After three games the Dodgers were trailing two games to one but it looked like fate was smiling on them. They had a 4–3 lead going into the ninth with two outs and were one strike away from tying the Series at 2 games apiece. I’ll let Shirley Povich tell you the rest:

Get this picture please…The Dodgers leading 4–3, nobody on base, two Yankees already out, two strikes on Tommy Henrich…Casey winding up for the pitch he hoped would strike out Henrich and clinch the game for Brooklyn. Casey feeling for the proper grip on the curve ball he prayed would be the best he ever threw. Casey watching Henrich swing and miss.

Catcher Mickey Owen muffed the ball, Heinrich a strike out victim reaching base, how the Yankees, capitalizing the break, rushed four runs across the place. How the strikeout that didn’t retire the batter paved the way for Casey’s defeat. No pitcher ever had victory snatched from him in a manner quite so brutal.

The Dodgers never recovered from that loss. The next day they lost 3–1 and the Yankees had won the World Series, four games to one. It was a bizarre end to a great year for baseball two months before the Japanese bombed Pearl Harbor and America was thrust into World War II.

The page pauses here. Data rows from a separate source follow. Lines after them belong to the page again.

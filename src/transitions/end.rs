//! End transition: `ReadyToComplete` to `Completed`.

use std::sync::Arc;

use tracing::{debug, warn};

use crate::job::{Job, JobStatus};

use super::Transitions;

impl Transitions {
    /// Drive a job that produced a value, or whose continuation resolved
    /// successfully, through `ReadyToComplete` to `Completed`. Once the
    /// terminal state is durable, the parent (if any) is notified on its
    /// own coordinator lane.
    pub async fn complete(self: &Arc<Self>, job: Job) {
        if job.status == JobStatus::Completed {
            return;
        }
        if job.status != JobStatus::ReadyToComplete
            && !job.status.can_transition_to(JobStatus::ReadyToComplete)
        {
            warn!(job_id = %job.id, status = %job.status, "job cannot complete from this state");
            return;
        }

        let job_id = job.id.clone();
        let parent_id = job.parent_id.clone();
        let mutator = &self.mutator;
        self.recover
            .run(
                &job_id,
                || {
                    let job = job.clone();
                    async move {
                        let staged = if job.status == JobStatus::ReadyToComplete {
                            job
                        } else {
                            mutator.set_status(job, JobStatus::ReadyToComplete).await?
                        };
                        mutator.set_status(staged, JobStatus::Completed).await
                    }
                },
                |completed| async move {
                    debug!(job_id = %completed.id, "job completed");
                    if let Some(parent_id) = parent_id {
                        self.notify_parent(parent_id, completed.id, true);
                    }
                },
            )
            .await;
    }
}
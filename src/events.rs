//! Advisory event stream.
//!
//! A broadcast surface with no backpressure: publication never blocks and
//! never fails, slow or absent consumers drop events. Consumers observe
//! job progress here; correctness never depends on delivery.

use tokio::sync::broadcast;

use crate::job::JobSnapshot;

/// Events published by the orchestrator core.
#[derive(Debug, Clone)]
pub enum OrchestratorEvent {
    /// A job mutation was persisted.
    StatusChanged(JobSnapshot),
    /// A queue failed to persist the suspended flag while spilling a job.
    /// The job stays durable under its previous record and is picked up by
    /// the boot-time status scan; operators can watch for drift here.
    SuspendStoreFailed { id: String },
}

#[derive(Clone)]
pub struct EventStream {
    tx: broadcast::Sender<OrchestratorEvent>,
}

impl EventStream {
    pub fn new(capacity: usize) -> Self {
        let (tx, _) = broadcast::channel(capacity.max(1));
        Self { tx }
    }

    pub fn subscribe(&self) -> broadcast::Receiver<OrchestratorEvent> {
        self.tx.subscribe()
    }

    /// Fire-and-forget publication; send errors (no receivers) are
    /// ignored.
    pub fn publish(&self, event: OrchestratorEvent) {
        let _ = self.tx.send(event);
    }
}
//! Declarative descriptions of user work.
//!
//! An [`Activity`] is what user code hands back to the orchestrator: either
//! a single callable target or a composition of further activities. The
//! converter in [`convert`](crate::convert) turns a returned activity graph
//! into child jobs plus the continuation tree the parent waits on.

use serde::{Deserialize, Serialize};
use serde_json::Value as JsonValue;

/// A single callable target: which method on which activity type, with
/// what arguments.
#[derive(Debug, Clone, Serialize, Deserialize)]
pub struct ActivityCall {
    pub activity_type: String,
    pub method: String,
    pub arguments: JsonValue,
    /// Per-call override of the configured retry delay.
    pub retry_delay_ms: Option<u64>,
}

impl ActivityCall {
    pub fn new(activity_type: impl Into<String>, method: impl Into<String>) -> Self {
        Self {
            activity_type: activity_type.into(),
            method: method.into(),
            arguments: JsonValue::Null,
            retry_delay_ms: None,
        }
    }

    pub fn with_arguments(mut self, arguments: JsonValue) -> Self {
        self.arguments = arguments;
        self
    }
}

/// A declarative description of further work, returned by a running
/// activity. Compositions nest arbitrarily; cycles cannot be expressed.
#[derive(Debug, Clone, Serialize, Deserialize)]
pub enum Activity {
    /// One call on one activity type.
    Call(ActivityCall),
    /// Run all children concurrently. With `on_any_failed` the wait fails
    /// as soon as one child fails; otherwise all children run to a
    /// terminal state first.
    Parallel {
        children: Vec<Activity>,
        on_any_failed: bool,
    },
    /// Run children one after another; each child starts only when the
    /// previous one completed.
    Sequence(Vec<Activity>),
    /// Run all children concurrently; the first completion wins.
    Any(Vec<Activity>),
}

impl Activity {
    pub fn call(activity_type: impl Into<String>, method: impl Into<String>) -> Self {
        Activity::Call(ActivityCall::new(activity_type, method))
    }

    pub fn parallel(children: Vec<Activity>) -> Self {
        Activity::Parallel {
            children,
            on_any_failed: false,
        }
    }

    pub fn parallel_fail_fast(children: Vec<Activity>) -> Self {
        Activity::Parallel {
            children,
            on_any_failed: true,
        }
    }

    pub fn any(children: Vec<Activity>) -> Self {
        Activity::Any(children)
    }

    /// Sequence `self` before `next`. Chaining onto an existing sequence
    /// extends it rather than nesting.
    pub fn then(self, next: Activity) -> Self {
        match self {
            Activity::Sequence(mut children) => {
                children.push(next);
                Activity::Sequence(children)
            }
            other => Activity::Sequence(vec![other, next]),
        }
    }
}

Bill Bevens in the last game he’d ever pitch.

1947 World Series, Game 4

Historically of course this World Series is the first one in which an African-American ever played. Jackie Robinson had led the Dodgers with one of the most incredible rookie years in history and brought Brooklyn its first pennant in six years. They won six more in the next nine and face the Yankees in all of them.

Robinson played well but the greatest moment in the series — arguably the most improbable in the history of the World Series to that point — came in Game 4. Bill Bevens was pitching for the Yankees. He had gone 7–13 that year on a team that had gone 97–57. And he did not have his best stuff. By the 8th inning he’d already walked eight batters but he was still pitching a no-hitter. The Yankees were winning 2–1 when Bevens walked out to pitch the ninth.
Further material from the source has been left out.